Shrinkflation was rampant in 2016
It might be hard to believe, but shrinkflation appears to be happening less often today than it was a few years ago.
The government adjusts official inflation data to account for product downsizing, and the data collectors who monitor for size adjustments caught fewer instances of shrinking household goods and groceries in 2023 than a few years earlier.
Downsizing was frequent in 2016, when overall inflation was low. It became rarer after the start of the pandemic in 2020, and more recently it has begun returning to pre-pandemic levels, analysts from the Bureau of Labor Statistics said. (The economists noted that the set of products being measured changed somewhat over the years, making comparisons across time more a rough approximation than an exact science.)
The magnitude for some products is more extreme now
Even if downsizing is not happening as often, shrinkflation today is having a big impact in a few key categories, including sweets, detergent and toilet paper.
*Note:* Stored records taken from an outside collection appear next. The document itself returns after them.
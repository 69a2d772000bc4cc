use crate::error::MalformedValueError;
use serde::{Deserialize, Deserializer, Serialize, Serializer};
use std::{fmt, str::FromStr};

const NANOS_PER_SECOND: i64 = 1_000_000_000;
const NANOS_PER_MINUTE: i64 = 60 * NANOS_PER_SECOND;
const NANOS_PER_HOUR: i64 = 60 * NANOS_PER_MINUTE;

///
/// Time
///
/// CQL `time`: nanoseconds since midnight, no date and no zone.
///

#[derive(Clone, Copy, Debug, Default, Eq, Hash, Ord, PartialEq, PartialOrd)]
#[repr(transparent)]
pub struct Time(i64);

impl Time {
    pub const NANOS_PER_DAY: i64 = 24 * NANOS_PER_HOUR;

    pub const MIDNIGHT: Self = Self(0);

    pub fn new(hours: u32, minutes: u32, seconds: u32, nanos: u32) -> Result<Self, MalformedValueError> {
        if hours >= 24 || minutes >= 60 || seconds >= 60 || nanos >= 1_000_000_000 {
            return Err(MalformedValueError::out_of_range(
                "time",
                format!("{hours}:{minutes}:{seconds}.{nanos} is not a time of day"),
            ));
        }

        let nanos = i64::from(hours) * NANOS_PER_HOUR
            + i64::from(minutes) * NANOS_PER_MINUTE
            + i64::from(seconds) * NANOS_PER_SECOND
            + i64::from(nanos);

        Self::from_nanos(nanos)
    }

    /// Wrap a nanosecond-of-day count; must lie in `0..NANOS_PER_DAY`.
    pub fn from_nanos(nanos: i64) -> Result<Self, MalformedValueError> {
        if !(0..Self::NANOS_PER_DAY).contains(&nanos) {
            return Err(MalformedValueError::out_of_range(
                "time",
                format!("{nanos}ns is outside a single day"),
            ));
        }

        Ok(Self(nanos))
    }

    #[must_use]
    pub const fn nanos(self) -> i64 {
        self.0
    }

    #[must_use]
    #[expect(clippy::cast_possible_truncation, clippy::cast_sign_loss)]
    pub const fn hours(self) -> u32 {
        (self.0 / NANOS_PER_HOUR) as u32
    }

    #[must_use]
    #[expect(clippy::cast_possible_truncation, clippy::cast_sign_loss)]
    pub const fn minutes(self) -> u32 {
        (self.0 % NANOS_PER_HOUR / NANOS_PER_MINUTE) as u32
    }

    #[must_use]
    #[expect(clippy::cast_possible_truncation, clippy::cast_sign_loss)]
    pub const fn seconds(self) -> u32 {
        (self.0 % NANOS_PER_MINUTE / NANOS_PER_SECOND) as u32
    }

    /// Sub-second part in nanoseconds.
    #[must_use]
    #[expect(clippy::cast_possible_truncation, clippy::cast_sign_loss)]
    pub const fn subsec_nanos(self) -> u32 {
        (self.0 % NANOS_PER_SECOND) as u32
    }

    /// Parse `hh:mm:ss[.fffffffff]`. A short fraction is right-padded to
    /// nine digits, so `.3` is 300ms.
    pub fn parse(s: &str) -> Result<Self, MalformedValueError> {
        let err = || MalformedValueError::literal("time", s);

        let (hms, fraction) = match s.split_once('.') {
            Some((hms, fraction)) => (hms, Some(fraction)),
            None => (s, None),
        };

        let mut fields = hms.split(':');
        let (Some(h), Some(m), Some(sec), None) =
            (fields.next(), fields.next(), fields.next(), fields.next())
        else {
            return Err(err());
        };

        let number = |part: &str, max_len: usize| -> Result<u32, MalformedValueError> {
            if part.is_empty() || part.len() > max_len || !part.bytes().all(|b| b.is_ascii_digit()) {
                return Err(err());
            }
            part.parse().map_err(|_| err())
        };

        let nanos = match fraction {
            Some(f) => {
                let padded = format!("{f:0<9}");
                number(&padded, 9)?
            }
            None => 0,
        };

        Self::new(number(h, 2)?, number(m, 2)?, number(sec, 2)?, nanos)
    }
}

impl fmt::Display for Time {
    fn fmt(&self, f: &mut fmt::Formatter<'_>) -> fmt::Result {
        write!(
            f,
            "{:02}:{:02}:{:02}.{:09}",
            self.hours(),
            self.minutes(),
            self.seconds(),
            self.subsec_nanos()
        )
    }
}

impl FromStr for Time {
    type Err = MalformedValueError;

    fn from_str(s: &str) -> Result<Self, Self::Err> {
        Self::parse(s)
    }
}

impl Serialize for Time {
    fn serialize<S>(&self, serializer: S) -> Result<S::Ok, S::Error>
    where
        S: Serializer,
    {
        serializer.collect_str(self)
    }
}

impl<'de> Deserialize<'de> for Time {
    fn deserialize<D>(deserializer: D) -> Result<Self, D::Error>
    where
        D: Deserializer<'de>,
    {
        let s = String::deserialize(deserializer)?;
        Self::parse(&s).map_err(serde::de::Error::custom)
    }
}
From 2019-23, shrinkage added about 3.6 percentage points to inflation for products like paper towels and toilet paper, up from 1.2 percentage points from 2015-19. Shrinkflation has also contributed more heavily to price increases in both candy and cleaning products in recent years.
For snacks, shrinking sizes added 2.6 percentage points to inflation, roughly in line with how much they contributed from 2015-19. The government has not yet released an analysis on how much shrinkflation contributed to overall inflation from 2019-23.
‘Shrinkflation’ gets measured, ‘skimpflation’ does not
Shrinking itself is captured in official inflation data, but another sneaky force that costs consumers is getting missed in the statistics. Companies sometimes use cheaper materials to save on costs in a practice some call “skimpflation.” That is much harder for the government to measure.
If your paper towel roll costs the same but you’re getting fewer sheets — shrinkflation — that shows up clearly as a unit cost increase that is added to official inflation. If your paper towels are the same size but are suddenly made of worse material — skimpflation — the government does not record that as inflation.
In fact, food and household products broadly are not directly adjusted for quality changes other than size and weight, government statisticians said. So if your microwave dinner brand starts using vegetable instead of olive oil, or if your formerly resealable package loses its zipper, that won’t show up.
Companies do this because it works
Companies choose to shrink their products rather than charge more for a simple reason: Consumers often pay more attention to prices than sizes.
When quantity goes down, “people might notice, but often, they don’t,” said John Gourville, a professor at Harvard Business School. “You don’t get sticker shock.”
In one famous example, Dannon used to sell yogurts in larger containers than its competitor Yoplait — 8 ounces versus 6. Consumers were convinced that Dannon’s yogurt was more expensive, not picking up on the fact that it was simply bigger. Eventually, Gourville said, the company caved and shrank its packaging.
“Sales of Dannon’s yogurt, which declined immediately after the size reduction, have since rebounded,” the Times reported in 2003. “And Dannon is now pocketing a larger profit on every cup of yogurt it sells.”
Not all size changes are created equal. Some can be surreptitious, like increasing the size of an indentation in the bottom of a jar or shaving the corners from a bar of soap. Consumers have a particularly difficult time recognizing size changes when they happen along three dimensions, said Nailya Ordabayeva, an associate professor at Dartmouth’s Tuck School of Business who has studied consumer responses.
“The brain is hard-wired to do simpler heuristics,” she explained.
Plus, she noted, consumers might be willing to accept smaller quantities or even prefer them in some cases. Junk food products have at times shrunk to get down calorie counts, for example.